An efficient method for the derivation of mouse embryonic stem cells

Vítzslav Bryja ¹, Sonia Bonilla ¹, Luká ajánek ¹, Clare L. Parish ¹, Catherine M. Schwartz ², Yongquan Luo ³, Mahendra S. Rao ⁴, Ernest Arenas ^1*

¹ Laboratory of Molecular Neurobiology, Department of Medical Biochemistry and Biophysics, Karolinska Institutet, Stockholm, Sweden
² Laboratory of Molecular Neurobiology, Department of Medical Biochemistry and Biophysics, Karolinska Institutet, Stockholm, Sweden; Gerontology Research Center, Stem Cell Biology Unit, Laboratory of Neurosciences, National Institute on Aging, National Institutes of Health, Department of Health and Human Services, Baltimore, Maryland
³ Gerontology Research Center, Stem Cell Biology Unit, Laboratory of Neurosciences, National Institute on Aging, National Institutes of Health, Department of Health and Human Services, Baltimore, Maryland
⁴ Gerontology Research Center, Stem Cell Biology Unit, Laboratory of Neurosciences, National Institute on Aging, National Institutes of Health, Department of Health and Human Services, Baltimore, Maryland; Department of Neuroscience, School of Medicine, Johns Hopkins University, Baltimore, Maryland

^* To whom correspondence should be addressed.

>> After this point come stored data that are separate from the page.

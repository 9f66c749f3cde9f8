//! Interrupt decoding, fault attribution and recovery.
//!
//! Every recovery funnels through [`Fifo::handle_mmu_fault`]: real MMU faults read the fault
//! mask and snapshots from hardware, forced recovery (timeouts, PBDMA faults, client requests)
//! supplies the engine mask and target itself. The handler resets engines, marks the resolved
//! channel or whole group faulted and returns the targets; taking them off their runlists is
//! left to the caller so that no runlist lock is ever taken under the fault lock.

use super::Fifo;
use super::channel::{Channel, ChannelError, ChannelState};
use super::engine::{EngineInfo, EngineKind, Target, UnitStatus};
use crate::error::{FifoError, FifoResult};
use crate::hw::device::RawMmuFault;
use crate::hw::regs::{
    FIFO_INTR_0_CHANNEL_INTR, FIFO_INTR_0_ERROR_MASK, FIFO_INTR_0_MMU_FAULT,
    FIFO_INTR_0_PBDMA_INTR, FIFO_INTR_0_RUNLIST_EVENT, FIFO_INTR_0_SCHED_ERROR,
    MMU_FAULT_INFO_CLIENT_MASK, MMU_FAULT_INFO_CLIENT_SHIFT, MMU_FAULT_INFO_ENGINE_SUBID_GPC,
    MMU_FAULT_INFO_TYPE_MASK, MMU_FAULT_INFO_WRITE, PBDMA_INTR_0_DEVICE_MASK,
    SCHED_ERROR_CODE_CTXSW_TIMEOUT,
};
use std::fmt;

/// Top-level interrupt bits the scheduler services.
pub const HANDLED_INTR_MASK: u32 = FIFO_INTR_0_ERROR_MASK
    | FIFO_INTR_0_SCHED_ERROR
    | FIFO_INTR_0_MMU_FAULT
    | FIFO_INTR_0_PBDMA_INTR
    | FIFO_INTR_0_CHANNEL_INTR
    | FIFO_INTR_0_RUNLIST_EVENT;

/// Decoded MMU fault snapshot.
#[derive(Debug, Clone, Copy, PartialEq, Eq, Default)]
pub struct MmuFaultInfo {
    pub fault_id: u32,
    /// Instance pointer of the faulting context.
    pub inst: u32,
    pub addr: u64,
    pub kind: u32,
    pub write: bool,
    pub client: u32,
    /// The access came from a GPC client rather than the engine front end.
    pub gpc: bool,
}

impl MmuFaultInfo {
    #[must_use]
    pub const fn decode(fault_id: u32, raw: RawMmuFault) -> Self {
        Self {
            fault_id,
            inst: raw.inst,
            addr: ((raw.addr_hi as u64) << 32) | raw.addr_lo as u64,
            kind: raw.info & MMU_FAULT_INFO_TYPE_MASK,
            write: raw.info & MMU_FAULT_INFO_WRITE != 0,
            client: (raw.info >> MMU_FAULT_INFO_CLIENT_SHIFT) & MMU_FAULT_INFO_CLIENT_MASK,
            gpc: raw.info & MMU_FAULT_INFO_ENGINE_SUBID_GPC != 0,
        }
    }
}

impl fmt::Display for MmuFaultInfo {
    fn fmt(&self, f: &mut fmt::Formatter<'_>) -> fmt::Result {
        write!(
            f,
            "id {} {} at 0x{:x} type {} client {}{} inst 0x{:x}",
            self.fault_id,
            if self.write { "write" } else { "read" },
            self.addr,
            self.kind,
            self.client,
            if self.gpc { " (gpc)" } else { "" },
            self.inst
        )
    }
}

/// An engine reset postponed until the faulting context is released.
#[derive(Debug, Clone, Copy, PartialEq, Eq)]
pub(super) struct DeferredReset {
    /// Engine ID bits.
    pub engines: u32,
    pub target: Target,
}

/// Recovery requested by software instead of reported by hardware.
#[derive(Debug, Clone, Copy)]
struct ForcedFault {
    /// MMU fault ID bits of the engines to recover.
    fault_mask: u32,
    target: Option<Target>,
    reason: ChannelError,
}

fn bits(mask: u32) -> impl Iterator<Item = u32> {
    (0..32).filter(move |bit| mask & (1 << bit) != 0)
}

fn runlist_mask<'a>(engines: impl IntoIterator<Item = &'a EngineInfo>) -> u32 {
    engines
        .into_iter()
        .fold(0, |mask, e| mask | (1 << e.runlist_id))
}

E-mail: ernest.arenas{at}ki.se.

	Abstract

Mouse embryonic stem cells (mESC) represent a unique tool for many researchers, however, the process of ESC derivation is often very inefficient and requires high specialization, training and expertise. In order to circumvent these limitations we aimed to develop a simple and efficient protocol based on the use of commercially available products. Here we present an optimized protocol that we successfully applied to derive ESCs from several knockout mouse strains (Wnt-1, Wnt-5a, Lrp6 and parkin) with 50-75% efficiency. The methodology is based on the use of mouse embryonic fibroblast feeders, knockout serum replacement (SR) and minimal handling of the blastocyst. In this protocol, all centrifugation steps (as well as the use of trypsin inhibitor) were avoided and replaced by an ESC medium containing fetal calf serum (FCS) after the trypsinizations. We define the potential advantages and disadvantages of using SR and FCS in individual steps of the protocol. We also characterize the ESCs for the expression of ESC markers by immunohistochemistry, western blot and a stem cell focused microarray. In summary, we provide a simplified and improved protocol to derive mESCs that can be useful for laboratories aiming to isolate transgenic mESCs for the first time.